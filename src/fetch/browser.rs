use async_trait::async_trait;
use log::debug;
use reqwest::Client;
use serde::{Deserialize, Serialize};
use std::time::Duration;
use url::Url;

use crate::config::RendererConfig;
use crate::error::CrawlError;
use crate::fetch::Fetcher;

#[derive(Serialize)]
struct RenderRequest<'a> {
    url: &'a str,
    /// Selectors the renderer waits for before capturing the document.
    wait_for: &'a [String],
    wait_timeout_ms: u64,
    /// Extra settle time after content appears, for lazy-loaded blocks.
    settle_ms: u64,
}

#[derive(Deserialize)]
struct RenderResponse {
    content: String,
}

/// Fetches the fully rendered document through the headless render
/// service. The service launches a browser per request and tears it down
/// on every exit path, so each fetch is isolated. Render failures are
/// item-level errors; there is no fallback to plain HTTP.
pub struct BrowserFetcher {
    endpoint: String,
    client: Client,
    wait_selectors: Vec<String>,
    wait_timeout_ms: u64,
    settle_ms: u64,
}

impl BrowserFetcher {
    pub fn new(renderer: &RendererConfig) -> Result<Self, CrawlError> {
        let endpoint = format!("{}/api/render", renderer.endpoint.trim_end_matches('/'));
        // Allow the renderer its full wait plus settle budget, with a
        // margin for navigation and transfer.
        let timeout = Duration::from_millis(renderer.wait_timeout_ms + renderer.settle_ms + 10_000);
        let client = Client::builder()
            .timeout(timeout)
            .build()
            .map_err(CrawlError::Fetch)?;

        Ok(Self {
            endpoint,
            client,
            wait_selectors: renderer.wait_selectors.clone(),
            wait_timeout_ms: renderer.wait_timeout_ms,
            settle_ms: renderer.settle_ms,
        })
    }
}

#[async_trait]
impl Fetcher for BrowserFetcher {
    async fn fetch(&self, url: &Url) -> Result<String, CrawlError> {
        let response = self
            .client
            .post(&self.endpoint)
            .json(&RenderRequest {
                url: url.as_str(),
                wait_for: &self.wait_selectors,
                wait_timeout_ms: self.wait_timeout_ms,
                settle_ms: self.settle_ms,
            })
            .send()
            .await?;

        let status = response.status();
        if !status.is_success() {
            return Err(CrawlError::Status {
                status,
                url: url.to_string(),
            });
        }

        let rendered: RenderResponse = response.json().await?;
        debug!("Rendered {} ({} bytes)", url, rendered.content.len());
        Ok(rendered.content)
    }
}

◆ ◆ ◆ ◆

Work item ▸ Now copy each line of the entries that mentions "CrawlError".

Response ▸
use crate::error::CrawlError;
    pub fn new(renderer: &RendererConfig) -> Result<Self, CrawlError> {
            .map_err(CrawlError::Fetch)?;
    async fn fetch(&self, url: &Url) -> Result<String, CrawlError> {
            return Err(CrawlError::Status {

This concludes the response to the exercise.